> _Your task_:
Look through the records below, and whenever a line contains "DispatcherConfig", copy it.

#####

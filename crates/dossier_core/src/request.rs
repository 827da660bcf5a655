//! Request types for LLM generation.

use crate::{Input, SamplingOptions};
use dossier_error::ValidationError;
use serde::{Deserialize, Serialize};

/// One pending invocation of a generation backend (multimodal-safe).
///
/// The payload is opaque to the dispatcher: ordered prompt parts, an
/// optional structural constraint on the output, and sampling options
/// forwarded as-is.
#[derive(Debug, Clone, PartialEq, Serialize, Deserialize, Default)]
pub struct GenerateRequest {
    /// Ordered prompt parts
    pub inputs: Vec<Input>,
    /// Optional JSON schema the backend should honor; `None` means free-form text
    pub output_schema: Option<serde_json::Value>,
    /// Sampling parameters forwarded verbatim
    pub sampling: SamplingOptions,
}

impl GenerateRequest {
    /// Creates a plain-text request with default sampling.
    pub fn text(prompt: impl Into<String>) -> Self {
        Self {
            inputs: vec![Input::Text(prompt.into())],
            output_schema: None,
            sampling: SamplingOptions::default(),
        }
    }

    /// Creates a request from an ordered sequence of parts.
    pub fn parts(inputs: Vec<Input>) -> Self {
        Self {
            inputs,
            output_schema: None,
            sampling: SamplingOptions::default(),
        }
    }

    /// Requests structured JSON output matching the given schema.
    pub fn with_output_schema(mut self, schema: serde_json::Value) -> Self {
        self.output_schema = Some(schema);
        self
    }

    /// Overrides the default sampling options.
    pub fn with_sampling(mut self, sampling: SamplingOptions) -> Self {
        self.sampling = sampling;
        self
    }

    /// Checks that the payload carries non-empty content.
    ///
    /// # Errors
    ///
    /// Returns a [`ValidationError`] when the part list is empty or every
    /// part is empty text. Rejected requests never reach a backend.
    pub fn validate(&self) -> Result<(), ValidationError> {
        if self.inputs.is_empty() {
            return Err(ValidationError::new("prompt contains no parts"));
        }

        if !self.inputs.iter().any(Input::has_content) {
            return Err(ValidationError::new("prompt parts are all empty"));
        }

        Ok(())
    }
}

#[cfg(test)]
mod tests {
    use super::*;
    use crate::MediaSource;

    #[test]
    fn test_text_request_validates() {
        assert!(GenerateRequest::text("hello").validate().is_ok());
    }

    #[test]
    fn test_empty_prompt_rejected() {
        assert!(GenerateRequest::text("").validate().is_err());
        assert!(GenerateRequest::text("   \n\t").validate().is_err());
        assert!(GenerateRequest::parts(vec![]).validate().is_err());
    }

    #[test]
    fn test_binary_part_counts_as_content() {
        let request = GenerateRequest::parts(vec![
            Input::Text(String::new()),
            Input::Document {
                mime: Some("application/pdf".to_string()),
                source: MediaSource::Base64("JVBERi0=".to_string()),
                filename: None,
            },
        ]);
        assert!(request.validate().is_ok());
    }

    #[test]
    fn test_builder_style_modifiers() {
        let request = GenerateRequest::text("classify this")
            .with_output_schema(serde_json::json!({"type": "object"}))
            .with_sampling(SamplingOptions {
                temperature: 0.7,
                top_p: 0.9,
            });

        assert!(request.output_schema.is_some());
        assert_eq!(request.sampling.temperature, 0.7);
    }

    #[test]
    fn test_default_sampling_matches_application_defaults() {
        let sampling = SamplingOptions::default();
        assert_eq!(sampling.temperature, 0.3);
        assert_eq!(sampling.top_p, 0.95);
    }
}
//! The serialized call dispatcher.
//!
//! Submitted requests are queued and executed one at a time by a single
//! worker task. Consecutive executions are spaced by a minimum delay
//! measured start to start: a burst of submissions drains at a fixed
//! cadence, and a call that runs longer than the interval imposes no
//! additional wait before the next one.

use crate::GenerationBackend;
use dossier_core::GenerateRequest;
use dossier_error::{DossierResult, GenerationError, GenerationErrorKind};
use std::sync::Arc;
use std::time::Duration;
use tokio::sync::{mpsc, oneshot};
use tokio::time::Instant;
use tracing::{debug, info, instrument, warn};

/// Configuration for the call dispatcher.
#[derive(Debug, Clone)]
pub struct DispatcherConfig {
    /// Minimum spacing between the starts of consecutive backend calls.
    pub throttle_delay: Duration,
    /// Per-call timeout. `None` lets a hung backend call stall the queue
    /// indefinitely.
    pub call_timeout: Option<Duration>,
}

impl Default for DispatcherConfig {
    fn default() -> Self {
        Self {
            throttle_delay: Duration::from_millis(1500),
            call_timeout: Some(Duration::from_secs(120)),
        }
    }
}

/// A request waiting in the dispatch queue.
struct QueuedCall {
    request: GenerateRequest,
    reply: oneshot::Sender<Result<String, GenerationError>>,
}

/// Serialized call dispatcher for a generation backend.
///
/// Each dispatcher owns its queue and worker; independent instances do not
/// interfere with each other. Handles are cheap to clone and every handle
/// feeds the same FIFO queue. The worker exits once all handles are dropped
/// and the backlog has drained.
///
/// # Example
///
/// ```rust,ignore
/// use dossier_dispatch::{CallDispatcher, DispatcherConfig};
/// use dossier_core::GenerateRequest;
///
/// let dispatcher = CallDispatcher::new(backend, DispatcherConfig::default());
/// let text = dispatcher.submit(GenerateRequest::text("Summarize...")).await?;
/// ```
#[derive(Debug, Clone)]
pub struct CallDispatcher {
    tx: mpsc::UnboundedSender<QueuedCall>,
}

impl CallDispatcher {
    /// Creates a dispatcher draining calls against the given backend.
    ///
    /// Spawns the worker task immediately.
    pub fn new<B>(backend: B, config: DispatcherConfig) -> Self
    where
        B: GenerationBackend,
    {
        let (tx, rx) = mpsc::unbounded_channel();
        tokio::spawn(drain(Arc::new(backend), config, rx));
        Self { tx }
    }

    /// Submits a request for throttled, serialized execution.
    ///
    /// Returns immediately after enqueueing in the sense that no backend
    /// work happens synchronously; the future resolves once the request
    /// has been executed in FIFO order.
    ///
    /// # Errors
    ///
    /// - `Validation` when the payload is empty; the request never reaches
    ///   the backend.
    /// - `Generation` when the backend call fails, times out, or returns
    ///   no usable text. A failure here never affects other queued requests.
    #[instrument(
        skip(self, request),
        fields(parts = request.inputs.len(), structured = request.output_schema.is_some())
    )]
    pub async fn submit(&self, request: GenerateRequest) -> DossierResult<String> {
        request.validate()?;

        let (reply, result) = oneshot::channel();
        self.tx
            .send(QueuedCall { request, reply })
            .map_err(|_| GenerationError::new(GenerationErrorKind::WorkerGone))?;

        match result.await {
            Ok(outcome) => Ok(outcome?),
            Err(_) => Err(GenerationError::new(GenerationErrorKind::WorkerGone).into()),
        }
    }
}

/// Worker loop: serves queued calls in FIFO order, one at a time.
async fn drain<B>(
    backend: Arc<B>,
    config: DispatcherConfig,
    mut rx: mpsc::UnboundedReceiver<QueuedCall>,
) where
    B: GenerationBackend,
{
    info!(
        throttle_ms = config.throttle_delay.as_millis() as u64,
        "call dispatcher worker started"
    );

    while let Some(call) = rx.recv().await {
        let started = Instant::now();
        let result = execute(backend.as_ref(), &call.request, config.call_timeout).await;

        match &result {
            Ok(text) => debug!(chars = text.len(), "backend call completed"),
            Err(e) => warn!(error = %e, "backend call failed"),
        }

        if call.reply.send(result).is_err() {
            debug!("caller dropped before the result was delivered");
        }

        // Minimum start-to-start spacing: a call slower than the throttle
        // interval has already consumed the wait.
        tokio::time::sleep_until(started + config.throttle_delay).await;
    }

    info!("call dispatcher worker stopped");
}

/// Runs one backend call, applying the per-call timeout when configured.
async fn execute<B>(
    backend: &B,
    request: &GenerateRequest,
    call_timeout: Option<Duration>,
) -> Result<String, GenerationError>
where
    B: GenerationBackend,
{
    let outcome = match call_timeout {
        Some(limit) => match tokio::time::timeout(limit, backend.generate(request)).await {
            Ok(outcome) => outcome,
            Err(_) => Err(GenerationError::new(GenerationErrorKind::Timeout {
                waited_ms: limit.as_millis() as u64,
            })),
        },
        None => backend.generate(request).await,
    };

    match outcome {
        Ok(text) if text.trim().is_empty() => {
            Err(GenerationError::new(GenerationErrorKind::EmptyOutput))
        }
        other => other,
    }
}

#[cfg(test)]
mod tests {
    use super::*;
    use async_trait::async_trait;
    use dossier_core::Input;
    use dossier_error::DossierErrorKind;

    struct EchoBackend;

    #[async_trait]
    impl GenerationBackend for EchoBackend {
        async fn generate(&self, request: &GenerateRequest) -> Result<String, GenerationError> {
            match &request.inputs[0] {
                Input::Text(text) => Ok(text.clone()),
                _ => Ok("binary".to_string()),
            }
        }
    }

    fn fast_config() -> DispatcherConfig {
        DispatcherConfig {
            throttle_delay: Duration::from_millis(1),
            call_timeout: None,
        }
    }

    #[tokio::test]
    async fn test_submit_roundtrip() {
        let dispatcher = CallDispatcher::new(EchoBackend, fast_config());
        let text = dispatcher
            .submit(GenerateRequest::text("hello"))
            .await
            .unwrap();
        assert_eq!(text, "hello");
    }

    #[tokio::test]
    async fn test_empty_payload_rejected_before_enqueue() {
        let dispatcher = CallDispatcher::new(EchoBackend, fast_config());
        let err = dispatcher
            .submit(GenerateRequest::text(""))
            .await
            .unwrap_err();
        assert!(matches!(err.kind(), DossierErrorKind::Validation(_)));
    }

    #[tokio::test]
    async fn test_blank_output_is_a_generation_error() {
        struct BlankBackend;

        #[async_trait]
        impl GenerationBackend for BlankBackend {
            async fn generate(&self, _: &GenerateRequest) -> Result<String, GenerationError> {
                Ok("   ".to_string())
            }
        }

        let dispatcher = CallDispatcher::new(BlankBackend, fast_config());
        let err = dispatcher
            .submit(GenerateRequest::text("hello"))
            .await
            .unwrap_err();

        match err.kind() {
            DossierErrorKind::Generation(e) => {
                assert_eq!(e.kind(), &GenerationErrorKind::EmptyOutput)
            }
            other => panic!("expected generation error, got {other}"),
        }
    }
}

#####

> _Task response_:
pub struct DispatcherConfig {
impl Default for DispatcherConfig {
/// use dossier_dispatch::{CallDispatcher, DispatcherConfig};
/// let dispatcher = CallDispatcher::new(backend, DispatcherConfig::default());
    pub fn new<B>(backend: B, config: DispatcherConfig) -> Self
    config: DispatcherConfig,
    fn fast_config() -> DispatcherConfig {
        DispatcherConfig {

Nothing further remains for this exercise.